Mitski
Mitski
Mitski
Mitski
W tym gwałtownym wybuchu punkowej wściekłości Mitski wielokrotnie zestawia egzystencjalne idee z pieszymi troskami życia. To podkreśla rozdźwięk między wielkim zakresem jej myśli a rzeczywistością tego, co musi zrobić, aby przetrwać w społeczeństwie. Absurdalność tego kontrastu sprawia, że błaga o szansę na śmierć męczeńską, tak jak Jezus.
Zamiast zajmować się przyziemnością życia, stara się umrzeć w sposób, który nada jej życiu sens. Młodzieńczy nihilizm i młodzieńcza histrionika spotykają się tutaj w klimacie kulminacyjnym, kiedy artystka wyobraża sobie siebie jako ukrzyżowanego Chrystusa, uciekającą od codziennych trosk poprzez epickie męczeństwo.
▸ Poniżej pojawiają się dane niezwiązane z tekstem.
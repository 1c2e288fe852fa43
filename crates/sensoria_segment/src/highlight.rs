//! Highlight extraction over one segment's text.
//!
//! Offsets are absolute char positions in the normalized input; `base` is
//! the segment's `start_char`.

use sensoria_core::{Highlight, HighlightKind};

const QUOTE_WEIGHT: f32 = 0.5;
const EMPHASIS_WEIGHT: f32 = 0.7;
const EXCLAIM_WEIGHT: f32 = 0.9;
const QUESTION_WEIGHT: f32 = 0.6;
const ELLIPSIS_WEIGHT: f32 = 0.4;

pub fn extract(chars: &[char], base: usize) -> Vec<Highlight> {
    let mut out = Vec::new();
    quotes(chars, base, &mut out);
    punctuation_runs(chars, base, &mut out);
    all_caps_words(chars, base, &mut out);
    out.sort_by_key(|h| h.start_char);
    out
}

/// Paired `"…"`, `“…”` and `「…」` spans, quote marks included.
fn quotes(chars: &[char], base: usize, out: &mut Vec<Highlight>) {
    // Straight quotes pair up consecutively; bracket styles match open/close.
    let mut straight_open: Option<usize> = None;
    let mut curly_open: Option<usize> = None;
    let mut corner_open: Option<usize> = None;

    for (i, &c) in chars.iter().enumerate() {
        match c {
            '"' => match straight_open.take() {
                Some(open) => out.push(Highlight {
                    start_char: base + open,
                    end_char: base + i + 1,
                    kind: HighlightKind::Quote,
                    weight: QUOTE_WEIGHT,
                }),
                None => straight_open = Some(i),
            },
            '“' => curly_open = Some(i),
            '”' => {
                if let Some(open) = curly_open.take() {
                    out.push(Highlight {
                        start_char: base + open,
                        end_char: base + i + 1,
                        kind: HighlightKind::Quote,
                        weight: QUOTE_WEIGHT,
                    });
                }
            }
            '「' => corner_open = Some(i),
            '」' => {
                if let Some(open) = corner_open.take() {
                    out.push(Highlight {
                        start_char: base + open,
                        end_char: base + i + 1,
                        kind: HighlightKind::Quote,
                        weight: QUOTE_WEIGHT,
                    });
                }
            }
            _ => {}
        }
    }
}

/// Runs of `!`/`！`, `?`/`？`, and ellipses.
fn punctuation_runs(chars: &[char], base: usize, out: &mut Vec<Highlight>) {
    let mut i = 0;
    let n = chars.len();
    while i < n {
        match chars[i] {
            '!' | '！' => {
                let start = i;
                while i < n && matches!(chars[i], '!' | '！') {
                    i += 1;
                }
                out.push(Highlight {
                    start_char: base + start,
                    end_char: base + i,
                    kind: HighlightKind::Exclaim,
                    weight: EXCLAIM_WEIGHT,
                });
            }
            '?' | '？' => {
                let start = i;
                while i < n && matches!(chars[i], '?' | '？') {
                    i += 1;
                }
                out.push(Highlight {
                    start_char: base + start,
                    end_char: base + i,
                    kind: HighlightKind::Question,
                    weight: QUESTION_WEIGHT,
                });
            }
            '…' => {
                out.push(Highlight {
                    start_char: base + i,
                    end_char: base + i + 1,
                    kind: HighlightKind::Ellipsis,
                    weight: ELLIPSIS_WEIGHT,
                });
                i += 1;
            }
            '.' if i + 2 < n && chars[i + 1] == '.' && chars[i + 2] == '.' => {
                let start = i;
                while i < n && chars[i] == '.' {
                    i += 1;
                }
                out.push(Highlight {
                    start_char: base + start,
                    end_char: base + i,
                    kind: HighlightKind::Ellipsis,
                    weight: ELLIPSIS_WEIGHT,
                });
            }
            _ => i += 1,
        }
    }
}

/// ASCII all-caps words of length >= 3.
fn all_caps_words(chars: &[char], base: usize, out: &mut Vec<Highlight>) {
    let mut i = 0;
    let n = chars.len();
    while i < n {
        if chars[i].is_ascii_uppercase() {
            let start = i;
            while i < n && chars[i].is_ascii_uppercase() {
                i += 1;
            }
            // A word boundary on both sides: no adjacent alphanumerics.
            let bounded_left = start == 0 || !chars[start - 1].is_alphanumeric();
            let bounded_right = i == n || !chars[i].is_alphanumeric();
            if i - start >= 3 && bounded_left && bounded_right {
                out.push(Highlight {
                    start_char: base + start,
                    end_char: base + i,
                    kind: HighlightKind::Emphasis,
                    weight: EMPHASIS_WEIGHT,
                });
            }
        } else {
            i += 1;
        }
    }
}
Mitski nic nie „robi” - znalezienie pracy to dobry pierwszy krok do zrobienia czegokolwiek, zwłaszcza jeśli nie wie, jak „zapłaci czynsz”. Jak już wspomniano, jej walka finansowa jest rozpaczliwa. Ma też do czynienia z epizodem maniakalnym. Na pewno nie jest to dobre połączenie. Jej skłonności samobójcze ujawniają się w trakcie rozmowy kwalifikacyjnej o pracę, której bardzo potrzebuje.